What you will do:
Where in the records does the word "bool" appear? Copy each line that holds it.

Data for this task:
use crate::handler::{Flow, TagHandler};
use crate::renderer::Renderer;
use crate::value::Value;
use crate::RenderError;
use xoly_parser::TagNode;

/// `<cfloop>`: repeats its body.
///
/// Forms, checked in order:
/// - `condition="..."` while the condition holds
/// - `from`/`to`/`step` over an inclusive numeric range
/// - `list="..."` over a delimited string (`delimiters`, default `,`) or a list value
/// - `array="#var#"` over a list value
///
/// `index` receives the element, or the 1-based position when `item` is
/// also given. Every form is capped at `RenderOptions::loop_limit`
/// iterations.
pub struct Loop;

impl TagHandler for Loop {
    fn has_body(&self) -> bool {
        true
    }

    fn matches_bare_tag(&self, name: &str) -> bool {
        name == "loop"
    }

    fn on_render_body(
        &self,
        tag: &TagNode,
        r: &mut Renderer<'_>,
        out: &mut String,
    ) -> Result<Flow, RenderError> {
        let limit = r.options().loop_limit;

        if let Some(condition) = tag.attr("condition") {
            let mut iterations = 0usize;
            while r.condition(tag, condition)? {
                iterations += 1;
                if iterations > limit {
                    return Err(limit_exceeded(tag, limit));
                }
                match r.render_nodes(tag.children(), out)? {
                    Flow::Continue => {}
                    Flow::BreakLoop => break,
                    Flow::Abort => return Ok(Flow::Abort),
                }
            }
            tracing::debug!(iterations, line = tag.span.line, "condition loop finished");
            return Ok(Flow::Continue);
        }

        let items = items(tag, r, limit)?;
        let item_var = tag.attr("item");
        let index_var = tag.attr("index");

        for (i, element) in items.into_iter().enumerate() {
            match (item_var, index_var) {
                (Some(item), index) => {
                    r.scope_mut().set(item, element);
                    if let Some(index) = index {
                        r.scope_mut().set(index, Value::from((i + 1) as i64));
                    }
                }
                (None, Some(index)) => {
                    r.scope_mut().set(index, element);
                }
                (None, None) => {}
            }

            match r.render_nodes(tag.children(), out)? {
                Flow::Continue => {}
                Flow::BreakLoop => break,
                Flow::Abort => return Ok(Flow::Abort),
            }
        }

        Ok(Flow::Continue)
    }
}

/// Elements for the non-conditional forms.
fn items(tag: &TagNode, r: &Renderer<'_>, limit: usize) -> Result<Vec<Value>, RenderError> {
    let items = if tag.attributes.contains("from") || tag.attributes.contains("to") {
        let from = number(tag, r, "from")?;
        let to = number(tag, r, "to")?;
        let step = match tag.attributes.contains("step") {
            true => number(tag, r, "step")?,
            false => 1.0,
        };
        if step == 0.0 {
            return Err(invalid(tag, "step", "0", "step must not be zero"));
        }

        let span = ((to - from) / step).floor();
        if span < 0.0 {
            return Ok(Vec::new());
        }
        if span + 1.0 > limit as f64 {
            return Err(limit_exceeded(tag, limit));
        }
        (0..=span as usize)
            .map(|i| Value::Number(from + i as f64 * step))
            .collect()
    } else if let Some(list) = r.attr(tag, "list") {
        match list {
            Value::List(items) => items,
            other => {
                let delimiters = tag.attr("delimiters").unwrap_or(",");
                other
                    .to_string()
                    .split(|c: char| delimiters.contains(c))
                    .filter(|s| !s.is_empty())
                    .map(Value::from)
                    .collect()
            }
        }
    } else if let Some(array) = r.attr(tag, "array") {
        match array {
            Value::List(items) => items,
            other => {
                return Err(invalid(tag, "array", &other.to_string(), "not a list value"));
            }
        }
    } else {
        return Err(RenderError::MissingAttribute {
            tag: tag.name.clone(),
            attribute: "condition, from/to, list or array".into(),
            line: tag.span.line,
        });
    };

    if items.len() > limit {
        return Err(limit_exceeded(tag, limit));
    }
    Ok(items)
}

fn number(tag: &TagNode, r: &Renderer<'_>, name: &str) -> Result<f64, RenderError> {
    let raw = r.require_attr(tag, name)?;
    match raw.trim().parse::<f64>() {
        Ok(n) if n.is_finite() => Ok(n),
        _ => Err(invalid(tag, name, &raw, "expected a finite number")),
    }
}

fn invalid(tag: &TagNode, attribute: &str, value: &str, reason: &str) -> RenderError {
    RenderError::InvalidAttribute {
        tag: tag.name.clone(),
        attribute: attribute.to_string(),
        value: value.to_string(),
        reason: reason.to_string(),
        line: tag.span.line,
    }
}

fn limit_exceeded(tag: &TagNode, limit: usize) -> RenderError {
    RenderError::LoopLimitExceeded {
        limit,
        line: tag.span.line,
    }
}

Response to the exercise:
    fn has_body(&self) -> bool {
    fn matches_bare_tag(&self, name: &str) -> bool {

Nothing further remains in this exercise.